If the system is a hybrid, if God sets up the conditions and sets things up, then why would God  step in to change them if they weren't going the way God wanted.  It must mean, if God has that power, that God has all power, not just half power to set up games and see how they play out.  If that's the case, God already knows every possibility and has infinite time to play with all possibilities if God wants... I still don't know the reason for God to want, though.

I think the view of God as a CEO is misguided, in other words.  God is often a CEO with eyes and ears and ultimate control, and the company the CEO governs is merely a figment of the CEO's imagination.

Why should we imagine that we matter to God?

If you answer that question with either a) yes we matter or b) no we don't matter, what does that answer have anything to do with how we should act?

To be clear: I want to believe that God cares. I want to believe in God.



2 comments:

Anonymous said...

Very interesting post : ).
Let's assume there is no God. Regardless, wouldn't the same fundamental principles still apply? Do we need God to be a moral people? For some, blind faith is a form of addiction... Not questioning not thinking.

Robin

hmm said...

In other words, Robin, we believe in God and whether or not that belief has a true corresponding reality, the belief itself (if sincere) is important enough to create morality?

In double other words: making God illogical doesn't undo God's importance or sway over us.

Not to mention the fact that some people will use God as a way to be manically illogical.

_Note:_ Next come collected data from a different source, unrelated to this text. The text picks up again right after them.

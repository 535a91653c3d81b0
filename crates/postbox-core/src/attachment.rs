//! Streaming an attachment part from the session to a file.

use std::path::{Path, PathBuf};

use postbox_mime::Base64Decoder;
use tokio::fs::File;
use tokio::io::{AsyncWriteExt, BufWriter};

use crate::error::Result;
use crate::parser::PendingDownload;
use crate::session::MailSession;
use crate::staging::sanitize_filename;

/// An attachment decoded to disk.
#[derive(Debug, Clone, PartialEq, Eq)]
pub struct StagedAttachment {
    /// Attachment file name.
    pub filename: String,
    /// Where the decoded bytes are.
    pub path: PathBuf,
    /// `type/subtype`.
    pub content_type: String,
    /// Decoded size.
    pub bytes: u64,
}

/// Streams the part described by `pending` into `dir`.
///
/// Base64 parts are decoded on the way. Other encodings are written as
/// fetched. The result is only returned after the file has been flushed.
/// A partial file is removed on failure.
///
/// # Errors
///
/// Returns the session's error, or [`crate::Error::Io`] if the file cannot
/// be written.
pub async fn stream_attachment<S: MailSession>(
    session: &mut S,
    pending: &PendingDownload,
    dir: &Path,
) -> Result<StagedAttachment> {
    let attachment = &pending.attachment;
    let filename = sanitize_filename(&attachment.filename)?;
    let path = dir.join(&filename);

    let written = write_part(session, pending, &path).await;
    let bytes = match written {
        Ok(bytes) => bytes,
        Err(e) => {
            if let Err(cleanup) = tokio::fs::remove_file(&path).await {
                tracing::warn!(path = %path.display(), error = %cleanup, "failed to remove partial attachment");
            }
            return Err(e);
        }
    };

    tracing::debug!(
        uid = pending.uid,
        part = %pending.part_id,
        filename = %filename,
        bytes,
        "attachment staged"
    );
    Ok(StagedAttachment {
        filename: attachment.filename.clone(),
        path,
        content_type: attachment.content_type.clone(),
        bytes,
    })
}

async fn write_part<S: MailSession>(
    session: &mut S,
    pending: &PendingDownload,
    path: &Path,
) -> Result<u64> {
    let writer = BufWriter::new(File::create(path).await?);

    if pending.attachment.encoding.eq_ignore_ascii_case("base64") {
        let mut decoder = Base64Decoder::new(writer);
        session
            .fetch_part(pending.uid, &pending.part_id, &mut decoder)
            .await?;
        decoder.shutdown().await?;
        Ok(decoder.decoded_len())
    } else {
        let mut writer = writer;
        let bytes = session
            .fetch_part(pending.uid, &pending.part_id, &mut writer)
            .await?;
        writer.shutdown().await?;
        Ok(bytes)
    }
}

#[cfg(test)]
#[allow(
    clippy::unwrap_used,
    clippy::redundant_clone,
    clippy::manual_string_new,
    clippy::needless_collect,
    clippy::unreadable_literal,
    clippy::used_underscore_items,
    clippy::similar_names
)]
mod tests {
    use super::*;
    use crate::message::EmailAttachment;
    use crate::session::SessionConnector;
    use crate::testing::{FakeConnector, FakeMessage};

    fn pending(filename: &str, encoding: &str) -> PendingDownload {
        PendingDownload {
            seq: 1,
            uid: 1,
            part_id: "2".to_string(),
            attachment: EmailAttachment {
                filename: filename.to_string(),
                content_type: "text/plain".to_string(),
                encoding: encoding.to_string(),
                size: 0,
            },
        }
    }

    async fn session_with_part(data: &'static [u8]) -> <FakeConnector as SessionConnector>::Session {
        FakeConnector::default()
            .with_messages(vec![
                FakeMessage::new(1, "Message-ID: <a@x>\r\n\r\n").with_part("2", data),
            ])
            .connect()
            .await
            .unwrap()
    }

    #[tokio::test]
    async fn test_base64_part_is_decoded() {
        let dir = tempfile::tempdir().unwrap();
        let mut session = session_with_part(b"aGVsbG8g\r\nd29ybGQ=\r\n").await;
        let staged = stream_attachment(&mut session, &pending("a.txt", "BASE64"), dir.path())
            .await
            .unwrap();
        assert_eq!(staged.bytes, 11);
        assert_eq!(tokio::fs::read(&staged.path).await.unwrap(), b"hello world");
    }

    #[tokio::test]
    async fn test_other_encodings_pass_through() {
        let dir = tempfile::tempdir().unwrap();
        let mut session = session_with_part(b"plain=20text").await;
        let staged = stream_attachment(
            &mut session,
            &pending("../escape.txt", "quoted-printable"),
            dir.path(),
        )
        .await
        .unwrap();
        assert_eq!(staged.path, dir.path().join("escape.txt"));
        assert_eq!(tokio::fs::read(&staged.path).await.unwrap(), b"plain=20text");
    }

    #[tokio::test]
    async fn test_failed_fetch_removes_file() {
        let dir = tempfile::tempdir().unwrap();
        let mut session = session_with_part(b"").await;
        let mut missing = pending("gone.txt", "base64");
        missing.part_id = "9".to_string();
        assert!(stream_attachment(&mut session, &missing, dir.path()).await.is_err());
        assert!(!dir.path().join("gone.txt").exists());
    }
}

And yet . . . the idea of God generally and the multiple specific incarnations God has across cultures still manages to divide the shit out of us so that we don't all agree on the same fundamental principles. God works when God incentivizes us toward a path. If God has no incentive to provide more than opaque feedback, feedback which is not distinguishable from human pattern-seeking, I'm not sure why it matters beyond when we tell ourselves that it matters. And if it only matters when we tell ourselves it matters I'm not at all sure it matters when we tell ourselves it matters or why we actually do tell ourselves it matters.